Reaktionen auf Regierungskrise in Österreich in der tschechischen Presse

Jörg Haider (Foto: CTK)

Eine Regierungskrise ist freilich in erster Linie eine innenpolitische Angelegenheit. Dass sie aber auch anderswo reflektiert wird, das liegt ebenso auf der Hand. In Österreich wird es nach den jüngsten Zerwürfnissen in der Regierungspartei FPÖ zur vorzeitigen Auflösung des Parlaments und, vermutlich im November, zu Neuwahlen kommen. Tschechien nimmt dabei eine besonders interessierte Beobachterposition ein. Und das nicht nur deshalb, weil es sich bei Österreich um ein Nachbarland handelt. Über erste Reaktionen aus Prag berichtet Gerald Schubert.

Wolfgang Schüssel
Einstweilen klaffen Form und Inhalt der tschechischen Reaktionen auf die momentane Regierungskrise in Österreich noch eigentümlich auseinander. Die meisten tschechischen Tageszeitungen berichten viel und ausführlich, andererseits aber lassen offizielle Reaktionen aus der tschechischen Politik vorerst noch auf sich warten.

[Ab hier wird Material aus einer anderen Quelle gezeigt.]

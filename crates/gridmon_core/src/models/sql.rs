//! SQL result models.

use chrono::NaiveDateTime;
use std::fmt;

/// Declared type of a result column, as reported by the cluster.
#[derive(Debug, Clone, Copy, PartialEq, Eq)]
pub enum SqlColumnType {
    Varchar,
    Boolean,
    TinyInt,
    SmallInt,
    Integer,
    BigInt,
    Decimal,
    Real,
    Double,
    Date,
    Time,
    Timestamp,
    TimestampWithTimeZone,
    Object,
    Null,
    Json,
    Row,
}

impl SqlColumnType {
    /// Map a protocol type id.
    pub fn from_id(id: i32) -> Option<Self> {
        let column_type = match id {
            0 => Self::Varchar,
            1 => Self::Boolean,
            2 => Self::TinyInt,
            3 => Self::SmallInt,
            4 => Self::Integer,
            5 => Self::BigInt,
            6 => Self::Decimal,
            7 => Self::Real,
            8 => Self::Double,
            9 => Self::Date,
            10 => Self::Time,
            11 => Self::Timestamp,
            12 => Self::TimestampWithTimeZone,
            13 => Self::Object,
            14 => Self::Null,
            15 => Self::Json,
            16 => Self::Row,
            _ => return None,
        };
        Some(column_type)
    }

    /// SQL name of the type.
    pub fn as_str(&self) -> &'static str {
        match self {
            Self::Varchar => "VARCHAR",
            Self::Boolean => "BOOLEAN",
            Self::TinyInt => "TINYINT",
            Self::SmallInt => "SMALLINT",
            Self::Integer => "INTEGER",
            Self::BigInt => "BIGINT",
            Self::Decimal => "DECIMAL",
            Self::Real => "REAL",
            Self::Double => "DOUBLE",
            Self::Date => "DATE",
            Self::Time => "TIME",
            Self::Timestamp => "TIMESTAMP",
            Self::TimestampWithTimeZone => "TIMESTAMP_WITH_TIME_ZONE",
            Self::Object => "OBJECT",
            Self::Null => "NULL",
            Self::Json => "JSON",
            Self::Row => "ROW",
        }
    }
}

impl fmt::Display for SqlColumnType {
    fn fmt(&self, f: &mut fmt::Formatter<'_>) -> fmt::Result {
        f.write_str(self.as_str())
    }
}

/// Column metadata from a query result.
#[derive(Debug, Clone, PartialEq, Eq)]
pub struct SqlColumnMetadata {
    /// Column name
    pub name: String,
    /// Declared type
    pub column_type: SqlColumnType,
    /// Whether the column may contain NULL
    pub nullable: bool,
}

impl SqlColumnMetadata {
    /// Create column metadata.
    pub fn new(name: impl Into<String>, column_type: SqlColumnType) -> Self {
        Self { name: name.into(), column_type, nullable: true }
    }
}

/// A single decoded cell.
#[derive(Debug, Clone, PartialEq, Eq)]
pub enum SqlValue {
    /// VARCHAR value
    Varchar(String),
    /// BIGINT value
    BigInt(i64),
    /// TIMESTAMP value (no zone)
    Timestamp(NaiveDateTime),
    /// SQL NULL
    Null,
    /// A value of a type this client does not decode
    Unsupported,
}

impl SqlValue {
    /// Check if the value is SQL NULL.
    pub fn is_null(&self) -> bool {
        matches!(self, Self::Null)
    }
}

/// One result row, in column order.
#[derive(Debug, Clone, PartialEq, Eq, Default)]
pub struct SqlRow {
    values: Vec<SqlValue>,
}

impl SqlRow {
    /// Create a row from its values.
    pub fn new(values: Vec<SqlValue>) -> Self {
        Self { values }
    }

    /// Get a value by column index.
    pub fn get(&self, index: usize) -> Option<&SqlValue> {
        self.values.get(index)
    }

    /// Number of values.
    pub fn len(&self) -> usize {
        self.values.len()
    }

    /// Check if the row has no values.
    pub fn is_empty(&self) -> bool {
        self.values.is_empty()
    }

    /// Iterate values in column order.
    pub fn iter(&self) -> impl Iterator<Item = &SqlValue> {
        self.values.iter()
    }
}

#[cfg(test)]
mod tests {
    use super::*;

    #[test]
    fn test_type_ids_round_trip_names() {
        assert_eq!(SqlColumnType::from_id(0), Some(SqlColumnType::Varchar));
        assert_eq!(SqlColumnType::from_id(5), Some(SqlColumnType::BigInt));
        assert_eq!(SqlColumnType::from_id(11), Some(SqlColumnType::Timestamp));
        assert_eq!(SqlColumnType::from_id(99), None);
        assert_eq!(SqlColumnType::TimestampWithTimeZone.to_string(), "TIMESTAMP_WITH_TIME_ZONE");
    }

    #[test]
    fn test_row_access() {
        let row = SqlRow::new(vec![SqlValue::Varchar("a".into()), SqlValue::Null]);
        assert_eq!(row.len(), 2);
        assert!(row.get(1).is_some_and(SqlValue::is_null));
        assert!(row.get(2).is_none());
    }
}
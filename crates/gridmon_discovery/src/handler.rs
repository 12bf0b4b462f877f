//! The discovery handler.

use actix_web::http::header::ContentType;
use actix_web::{web, HttpRequest, HttpResponse};

/// Service name shared by every request.
#[derive(Debug, Clone)]
pub struct ServiceName(pub String);

/// Body announcing the service name, with the name JSON-escaped.
pub fn discovery_body(name: &str) -> String {
    format!("{{\"serviceName\": {}}}", serde_json::Value::String(name.to_string()))
}

/// Answers any method with the service name.
pub async fn discovery(req: HttpRequest, name: web::Data<ServiceName>) -> HttpResponse {
    tracing::debug!(method = %req.method(), path = %req.path(), "Discovery request");
    HttpResponse::Ok().content_type(ContentType::json()).body(discovery_body(&name.0))
}

#[cfg(test)]
mod tests {
    use super::*;
    use actix_web::http::{header, Method, StatusCode};
    use actix_web::{test, App};

    #[::core::prelude::v1::test]
    fn test_body_escapes_name() {
        assert_eq!(discovery_body("gridmon"), r#"{"serviceName": "gridmon"}"#);
        assert_eq!(discovery_body("a\"b"), r#"{"serviceName": "a\"b"}"#);
    }

    #[actix_web::test]
    async fn test_any_method_returns_service_name() {
        let app = test::init_service(
            App::new()
                .app_data(web::Data::new(ServiceName("gridmon".to_string())))
                .route("/", web::route().to(discovery)),
        )
        .await;

        for method in [Method::GET, Method::POST, Method::PUT, Method::DELETE] {
            let req = test::TestRequest::default().method(method.clone()).uri("/").to_request();
            let resp = test::call_service(&app, req).await;

            assert_eq!(resp.status(), StatusCode::OK, "method {method}");
            assert_eq!(
                resp.headers().get(header::CONTENT_TYPE).and_then(|v| v.to_str().ok()),
                Some("application/json")
            );
            let body = test::read_body(resp).await;
            assert_eq!(body, r#"{"serviceName": "gridmon"}"#.as_bytes());
        }
    }

    #[actix_web::test]
    async fn test_other_paths_are_not_found() {
        let app = test::init_service(
            App::new()
                .app_data(web::Data::new(ServiceName("gridmon".to_string())))
                .route("/discovery", web::route().to(discovery)),
        )
        .await;

        let req = test::TestRequest::get().uri("/elsewhere").to_request();
        let resp = test::call_service(&app, req).await;
        assert_eq!(resp.status(), StatusCode::NOT_FOUND);
    }
}
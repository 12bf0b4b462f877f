//! Core of gridmon, a reporting client for an in-memory data grid.
//!
//! This crate provides everything the `gridmon` binary runs:
//!
//! - **error**: Error handling with operator hints
//! - **models**: Settings, connection configuration, SQL rows, map values
//! - **client**: Cluster client speaking the grid's binary protocol
//! - **services**: Connection setup and the report steps
//! - **logging**: Structured logging setup

pub mod client;
pub mod error;
pub mod logging;
pub mod models;
pub mod services;

pub use client::{ClusterClient, GridClient, RowCursor};
pub use error::{GridError, GridResult};
pub use models::{
    Addressing, ClientConfig, Data, DistributedObjectInfo, LogLevel, RecordValue, Settings,
    SqlColumnMetadata, SqlColumnType, SqlRow, SqlValue,
};
pub use services::{
    ConnectionService, GenericRecordFetcher, ObjectLister, QueryReporter, Report, ReportSchedule,
};
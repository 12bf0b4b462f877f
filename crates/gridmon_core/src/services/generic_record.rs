//! Map entry dump.
//!
//! Values in the target map are generic records, which this client cannot
//! decode without the cluster's schema service. Keys and values are printed
//! in degraded form: primitives as text, everything else as a placeholder.

use super::{emit, SEPARATOR};
use crate::client::ClusterClient;

use std::io::Write;

/// Service for dumping a map's entries.
pub struct GenericRecordFetcher;

impl GenericRecordFetcher {
    /// Print `<key>,<value>` for every entry of `map_name`.
    pub async fn run(
        client: &dyn ClusterClient,
        map_name: &str,
        out: &mut (dyn Write + Send),
    ) -> Option<usize> {
        emit(out, format_args!("{SEPARATOR}"));
        emit(out, format_args!("GenericRecord, map '{map_name}'"));

        let entries = match client.map_entries(map_name).await {
            Ok(entries) => entries,
            Err(e) => {
                tracing::warn!(map = map_name, category = e.category(), error = %e, "Reading map entries failed");
                return None;
            }
        };

        for (key, value) in &entries {
            emit(out, format_args!("{},{}", key.decode(), value.decode()));
        }
        emit(out, format_args!("[{} rows]", entries.len()));
        Some(entries.len())
    }
}

#[cfg(test)]
mod tests {
    use super::*;
    use crate::models::Data;
    use crate::services::testing::FakeCluster;

    #[tokio::test]
    async fn test_prints_degraded_entries() {
        let mut record = vec![0, 0, 0, 0];
        record.extend_from_slice(&(-55i32).to_be_bytes());
        record.extend_from_slice(&[7; 10]);

        let mut cluster = FakeCluster::default();
        cluster.entries.insert(
            "__map-store.mysql_slf4j".into(),
            vec![(Data::from_long(1), Data::new(record)), (Data::from_string("k2"), Data::from_string("v2"))],
        );
        let mut buf = Vec::new();

        let count = GenericRecordFetcher::run(&cluster, "__map-store.mysql_slf4j", &mut buf).await;

        assert_eq!(count, Some(2));
        let text = String::from_utf8(buf).unwrap();
        let lines: Vec<_> = text.lines().collect();
        assert_eq!(lines[1], "GenericRecord, map '__map-store.mysql_slf4j'");
        assert_eq!(lines[2], "1,<generic record, 10 bytes>");
        assert_eq!(lines[3], "k2,v2");
        assert_eq!(lines[4], "[2 rows]");
    }

    #[tokio::test]
    async fn test_failure_ends_step() {
        let cluster = FakeCluster::default();
        let mut buf = Vec::new();
        assert_eq!(GenericRecordFetcher::run(&cluster, "absent", &mut buf).await, None);
        assert_eq!(String::from_utf8(buf).unwrap().lines().count(), 2);
    }
}
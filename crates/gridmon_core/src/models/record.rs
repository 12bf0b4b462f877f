//! Serialized map keys and values.
//!
//! Map operations return values in the cluster's serialized form: a 4-byte
//! partition hash, a 4-byte type id (both big-endian) and the payload. Only
//! the primitive encodings are decoded here. Generic records (the compact
//! format) and every other encoding render as a placeholder; there is no
//! schema service in this client to resolve them.

use std::fmt;

const HEADER_SIZE: usize = 8;

const TYPE_NULL: i32 = 0;
const TYPE_BOOLEAN: i32 = -4;
const TYPE_INTEGER: i32 = -7;
const TYPE_LONG: i32 = -8;
const TYPE_STRING: i32 = -11;
const TYPE_COMPACT: i32 = -55;
const TYPE_COMPACT_WITH_SCHEMA: i32 = -56;
const TYPE_JSON: i32 = -130;

/// A serialized value as received from the cluster.
#[derive(Clone, PartialEq, Eq)]
pub struct Data(Vec<u8>);

impl Data {
    /// Wrap raw serialized bytes.
    pub fn new(bytes: Vec<u8>) -> Self {
        Self(bytes)
    }

    /// Serialize a string the way the cluster does.
    pub fn from_string(value: &str) -> Self {
        let mut bytes = Vec::with_capacity(HEADER_SIZE + 4 + value.len());
        bytes.extend_from_slice(&0i32.to_be_bytes());
        bytes.extend_from_slice(&TYPE_STRING.to_be_bytes());
        bytes.extend_from_slice(&(value.len() as i32).to_be_bytes());
        bytes.extend_from_slice(value.as_bytes());
        Self(bytes)
    }

    /// Serialize a long the way the cluster does.
    pub fn from_long(value: i64) -> Self {
        let mut bytes = Vec::with_capacity(HEADER_SIZE + 8);
        bytes.extend_from_slice(&0i32.to_be_bytes());
        bytes.extend_from_slice(&TYPE_LONG.to_be_bytes());
        bytes.extend_from_slice(&value.to_be_bytes());
        Self(bytes)
    }

    /// Raw bytes.
    pub fn as_bytes(&self) -> &[u8] {
        &self.0
    }

    /// Serializer type id, or the null type for empty data.
    pub fn type_id(&self) -> i32 {
        match self.0.get(4..HEADER_SIZE) {
            Some(b) => i32::from_be_bytes([b[0], b[1], b[2], b[3]]),
            None => TYPE_NULL,
        }
    }

    /// Payload after the header.
    pub fn payload(&self) -> &[u8] {
        self.0.get(HEADER_SIZE..).unwrap_or_default()
    }

    /// Decode into a printable value.
    pub fn decode(&self) -> RecordValue {
        let payload = self.payload();
        let unsupported = || RecordValue::Unsupported { type_id: self.type_id(), len: payload.len() };

        match self.type_id() {
            TYPE_NULL => RecordValue::Null,
            TYPE_BOOLEAN => payload.first().map_or_else(unsupported, |b| RecordValue::Boolean(*b != 0)),
            TYPE_INTEGER => be_array::<4>(payload)
                .map_or_else(unsupported, |b| RecordValue::Integer(i32::from_be_bytes(b))),
            TYPE_LONG => be_array::<8>(payload)
                .map_or_else(unsupported, |b| RecordValue::Long(i64::from_be_bytes(b))),
            TYPE_STRING => read_string(payload).map_or_else(unsupported, RecordValue::Text),
            TYPE_JSON => read_string(payload).map_or_else(unsupported, RecordValue::Json),
            TYPE_COMPACT | TYPE_COMPACT_WITH_SCHEMA => {
                RecordValue::GenericRecord { len: payload.len() }
            }
            _ => unsupported(),
        }
    }
}

impl fmt::Debug for Data {
    fn fmt(&self, f: &mut fmt::Formatter<'_>) -> fmt::Result {
        f.debug_struct("Data").field("type_id", &self.type_id()).field("len", &self.0.len()).finish()
    }
}

fn be_array<const N: usize>(payload: &[u8]) -> Option<[u8; N]> {
    payload.get(..N)?.try_into().ok()
}

fn read_string(payload: &[u8]) -> Option<String> {
    let len = i32::from_be_bytes(be_array::<4>(payload)?);
    if len < 0 {
        return None;
    }
    let bytes = payload.get(4..4 + len as usize)?;
    String::from_utf8(bytes.to_vec()).ok()
}

/// A map key or value in degraded, printable form.
#[derive(Debug, Clone, PartialEq, Eq)]
pub enum RecordValue {
    /// Serialized null
    Null,
    /// Boolean
    Boolean(bool),
    /// 32-bit integer
    Integer(i32),
    /// 64-bit integer
    Long(i64),
    /// String
    Text(String),
    /// JSON document
    Json(String),
    /// Generic record (compact format), not decoded
    GenericRecord {
        /// Payload size in bytes
        len: usize,
    },
    /// Any other serializer
    Unsupported {
        /// Serializer type id
        type_id: i32,
        /// Payload size in bytes
        len: usize,
    },
}

impl fmt::Display for RecordValue {
    fn fmt(&self, f: &mut fmt::Formatter<'_>) -> fmt::Result {
        match self {
            Self::Null => f.write_str("null"),
            Self::Boolean(b) => write!(f, "{b}"),
            Self::Integer(n) => write!(f, "{n}"),
            Self::Long(n) => write!(f, "{n}"),
            Self::Text(s) | Self::Json(s) => f.write_str(s),
            Self::GenericRecord { len } => write!(f, "<generic record, {len} bytes>"),
            Self::Unsupported { type_id, len } => {
                write!(f, "<unsupported type {type_id}, {len} bytes>")
            }
        }
    }
}
//! Managed-cloud member discovery.
//!
//! The discovery service answers `GET /cluster/discovery?token=<token>` with
//! a JSON array of members, each carrying a private and a public address.
//! The client sits outside the cloud network, so only public addresses are
//! used.

use crate::error::{GridError, GridResult};
use crate::models::{CloudConfig, MemberAddress};

use serde::Deserialize;
use std::time::Duration;

const DISCOVERY_PATH: &str = "/cluster/discovery";

#[derive(Debug, Deserialize)]
struct DiscoveredMember {
    #[serde(rename = "public-address")]
    public_address: String,
}

/// Discovery URL for a token; the base may be a bare host or a full URL.
pub fn discovery_url(url_base: &str, token: &str) -> String {
    let base = url_base.trim().trim_end_matches('/');
    let base = if base.starts_with("http://") || base.starts_with("https://") {
        base.to_string()
    } else {
        format!("https://{base}")
    };
    format!("{base}{DISCOVERY_PATH}?token={token}")
}

/// Parse the discovery response body into public member addresses.
pub fn parse_members(body: &str) -> GridResult<Vec<MemberAddress>> {
    let members: Vec<DiscoveredMember> = serde_json::from_str(body)?;
    members
        .iter()
        .map(|m| {
            MemberAddress::parse(&m.public_address).map_err(|e| {
                GridError::discovery(format!("Bad public address '{}': {e}", m.public_address))
            })
        })
        .collect()
}

/// Ask the discovery service for the current members.
pub async fn discover(cloud: &CloudConfig, timeout: Duration) -> GridResult<Vec<MemberAddress>> {
    let client = reqwest::Client::builder().timeout(timeout).build()?;
    let url = discovery_url(&cloud.url_base, &cloud.discovery_token);
    tracing::debug!(base = %cloud.url_base, "Querying cloud discovery");

    let response = client.get(&url).send().await?;
    let status = response.status();
    let body = response.text().await?;
    if !status.is_success() {
        return Err(GridError::discovery(format!(
            "Discovery service returned {status}: {}",
            body.trim()
        )));
    }

    let members = parse_members(&body)?;
    if members.is_empty() {
        return Err(GridError::discovery("Discovery service returned no members"));
    }
    tracing::info!(count = members.len(), "Discovered cloud members");
    Ok(members)
}
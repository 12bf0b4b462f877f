//! Data models for gridmon.
//!
//! This module contains the transient data structures of a report run:
//! - `settings` - Deployment settings, log level, control file
//! - `connection` - ClientConfig, Addressing, MemberAddress, RetryConfig
//! - `sql` - Column metadata and typed row values
//! - `object` - Distributed object descriptors
//! - `record` - Serialized map keys/values and their degraded decoding

pub mod connection;
pub mod object;
pub mod record;
pub mod settings;
pub mod sql;

pub use connection::{
    Addressing, ClientConfig, ClientConfigBuilder, CloudConfig, MemberAddress, RetryConfig,
    TlsMaterial,
};
pub use object::DistributedObjectInfo;
pub use record::{Data, RecordValue};
pub use settings::{CloudSettings, ControlFile, LogLevel, Settings};
pub use sql::{SqlColumnMetadata, SqlColumnType, SqlRow, SqlValue};
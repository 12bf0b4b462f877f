//! gridmon_discovery - announces the gridmon service name to a monitoring
//! discovery probe.

mod handler;
mod settings;

use actix_web::{web, App, HttpServer};
use gridmon_core::logging::{init_logging, LogConfig};
use handler::ServiceName;
use settings::DiscoverySettings;

#[actix_web::main]
async fn main() -> std::io::Result<()> {
    let _logging_guard = init_logging(LogConfig::new("gridmon_discovery"));

    let settings = DiscoverySettings::from_env();
    tracing::info!(
        service_name = %settings.service_name,
        path = %settings.path,
        bind = %settings.bind,
        "Starting discovery endpoint"
    );

    let name = web::Data::new(ServiceName(settings.service_name.clone()));
    let path = settings.path.clone();

    HttpServer::new(move || {
        App::new().app_data(name.clone()).route(&path, web::route().to(handler::discovery))
    })
    .bind(&settings.bind)?
    .run()
    .await
}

Und das ist auch gar nicht verwunderlich. Zu sensibel hat sich in den letzten Wochen und Monaten das Verhältnis zwischen den beiden Ländern gestaltet. Nun wird in Prag erst einmal abgewartet, wie sich die Situation im Nachbarland weiter entwickelt.

Doch ein erster Blick in die tschechische Presse gibt einen ungefähren Eindruck davon, aus welcher Perspektive die unmittelbare politische Zukunft in Österreich hierzulande beurteilt wird.

Jörg Haider  (Foto: CTK)
So schreibt etwa die auflagenstarke Tageszeitung Mlada Fronta Dnes auf Seite 1:

"Am Rande des Zerfalls befand sich die Regierung beispielsweise schon heuer im Januar, als wegen der Zweifel bezüglich des Kernkraftwerks Temelin zwischen den Koalitionspartnern ein Streit über ein etwaiges Veto gegen Tschechiens Beitritt zur Europäischen Union entbrannte."

Der Kärntner Landeshauptmann Jörg Haider, der allgemein auch als "graue Eminenz" und eigentlicher Tonangeber in der FPÖ angesehen wird, drohe, so Mlada Fronta Dnes, nun den Tschechen erneut:

"Zum wiederholten Mal forderte er, aus der Aufhebung der Benes-Dekrete eine Bedingung für den tschechischen EU-Beitritt zu machen."

Die Tageszeitung "Lidove Noviny" wagt eine erste vorsichtige Prognose. Das Kalkül Haiders, nach dem Bruch in der FPÖ seine eigenen Bestrebungen nun als positiv und die Leistungen der Regierungsriege seiner Partei als weitgehend negativ zu verkaufen, sei zwar taktisch nicht unklug, jedoch:

Susanne Riess-Passer,  FPÖ  (Foto: CTK)
"Der Populist Haider müsste mit einer völlig neuen Vorstellung aufwarten, um die nun pessimistischen Wähler wieder ins wanken zu bringen. Und das wird in den zwei Monaten vor den Wahlen sehr schwer sein."

Die Tageszeitung "Pravo" titelt hingegen:

"Österreichische Regierung fällt, Haider jubelt."

Haider wird also auch hier als Sieger des innerparteilichen Streits in der FPÖ gesehen. Was das aber für die nun anstehenden Neuwahlen bedeutet, das ist noch zu unklar, um jetzt schon kommentiert zu werden. Sicher scheint nur eines: Nämlich dass viele hier fürchten, dass aufgrund der momentanen politischen Konstellation die Tschechische Republik ein österreichisches Wahlkampfthema werden könnte, und dass sich dadurch die Beziehungen zwischen den beiden Nachbarn verschlechtern könnten. Dies jedoch ist gewiss weder im Interesse des einen, noch des anderen Staates.